Román Cendoya | Lunes 16 de febrero de 2009
En el raro ambiente en el que se celebran las próximas elecciones de Galicia y País Vasco, los líderes nacionales contribuyen de manera especial a que el debate electoral esté muy lejos de la realidad de los territorios que votan. En esta campaña no se está aportando nada al debate real sobre las necesidades de los ciudadanos. Un problema que suelen tener algunas elecciones autonómicas es que el discurso nacional eclipsa el debate territorial. En estas elecciones no está sucediendo eso. El debate electoral se está desarrollando en clave personal y de destrucción entre partidos. Terriblemente empobrecedor. Los esfuerzos de los cabezas de cartel en Galicia y Euskadi no llegan a los ciudadanos, porque los líderes nacionales están aprovechando las elecciones para desarrollar su destructiva guerra. Muy edificante.
La distancia entre ciudadanía y clase política aumenta día a día. Y cada día 7.000 parados más. A Zapatero lo que le preocupa es la situación interna del PP. Parece que su angustia por los supuestos líos internos en el PP le está provocando trastornos en el sueño. Zapatero se ha convertido en el militante más forofo del partido de Rajoy. Con 7.000 nuevos parados cada día, todo el mundo entiende que Zapatero tenga esa preocupación. Cualquier cosa vale para no enfrentarse con la realidad. En este desparrame político, lo que jamás habría imaginado es que Zapatero llegara a reconocer que la solución de la crisis está en el Partido Popular. Su intervención del domingo por la mañana en A Coruña lo dejó bien claro, cuando dijo que el PP tenía que arreglar sus problemas internos porque para salir de la crisis es necesario que se arregle el PP y todos puedan “arrimar el hombro”. ¿Quién tiene el BOE? ¿Quién es el que tiene capacidad legislativa para abordar las reformas necesarias? ¿El PP, que es la oposición? Una prueba más de que Zapatero es incapaz de reconducir la crisis que destruye, con él de Presidente, 7.000 puestos de trabajo al día.

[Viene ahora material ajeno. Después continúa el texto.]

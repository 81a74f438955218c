//! Tic-tac-toe played by two threads through one shared game state.
//!
//! # Architecture
//!
//! - **GameState**: the board, the turn marker and the status behind a
//!   single mutex, plus a condition variable notified on every move
//! - **Actor**: a player loop that polls (or waits) for its turn and
//!   submits candidates from a [`MovePolicy`]
//! - **Rules**: pure win/draw checks over a [`Board`]
//!
//! # Example
//!
//! ```
//! use tandem_tictactoe::{Actor, GameState, Pacing, Player, PolicyKind};
//! use std::time::Duration;
//!
//! let game = GameState::new();
//! let pacing = Pacing::new(Duration::from_millis(1), Duration::ZERO);
//! std::thread::scope(|s| {
//!     for (player, kind) in [(Player::X, PolicyKind::Sequential), (Player::O, PolicyKind::Random)] {
//!         let actor = Actor::new(&game, player, kind.build(Some(3))).with_pacing(pacing);
//!         s.spawn(move || actor.run());
//!     }
//! });
//! assert!(game.is_over());
//! ```

#![warn(missing_docs)]
#![forbid(unsafe_code)]

mod action;
mod actor;
mod events;
mod policy;
mod position;
pub mod rules;
mod state;
mod types;

pub use action::MoveError;
pub use actor::{Actor, ActorReport, Pacing, WaitMode};
pub use events::GameEvent;
pub use policy::{MovePolicy, PolicyKind, RandomProbe, Sequential};
pub use position::Position;
pub use state::{GameState, Snapshot, TurnWait};
pub use types::{Board, GameStatus, Player, Square};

Rajoy, a la defensiva, habla sin parar de la cacería en Jaén. Como todos sabemos, las cacerías de Jaén son la primera preocupación de los ciudadanos vascos y gallegos. En ambos territorios no se habla de otra cosa. Los muflones nos tienen en un sinvivir.
Me sorprende mucho la afición a la caza del PSOE cuando está en el poder. La imagen pura del franquismo. Bermejo y Garzón a por el muflón, el venado y los “cerdos”. Y Rubalcaba a la caza del inmigrante, mediante instrucciones policiales exigiendo un número de piezas semanales en función de la ubicación de la comisaría. Además, siguiendo el modelo de la caza mayor, tienen establecido un ranking en la persecución del inmigrante. Puntúa más “cazar” marroquíes que ecuatorianos, porque expulsar a los segundos es mucho más caro. Es intolerable tratar así a seres humanos. Es indecente desarrollar políticas de apertura de fronteras con “efecto llamada”, para pasar inmediatamente a la persecución abusiva. No se puede pasar, con nocturnidad y secretismo, del público “papeles para todos” al oculto “a por ellos”. Hace un año había ministros que nos contaban que España necesitaba quince millones de inmigrantes. Y ahora, en un clima de pánico, mandan a la policía a que los detenga. Muy “progre”, muy izquierda. Si el gobierno de Aznar hubiera dado la orden a las comisarías, los zerolos de turno y los titiriteros estarían incendiando las calles. Pero si lo hacen los suyos, dan por bueno la caza al inmigrante o la restauración de la esclavitud.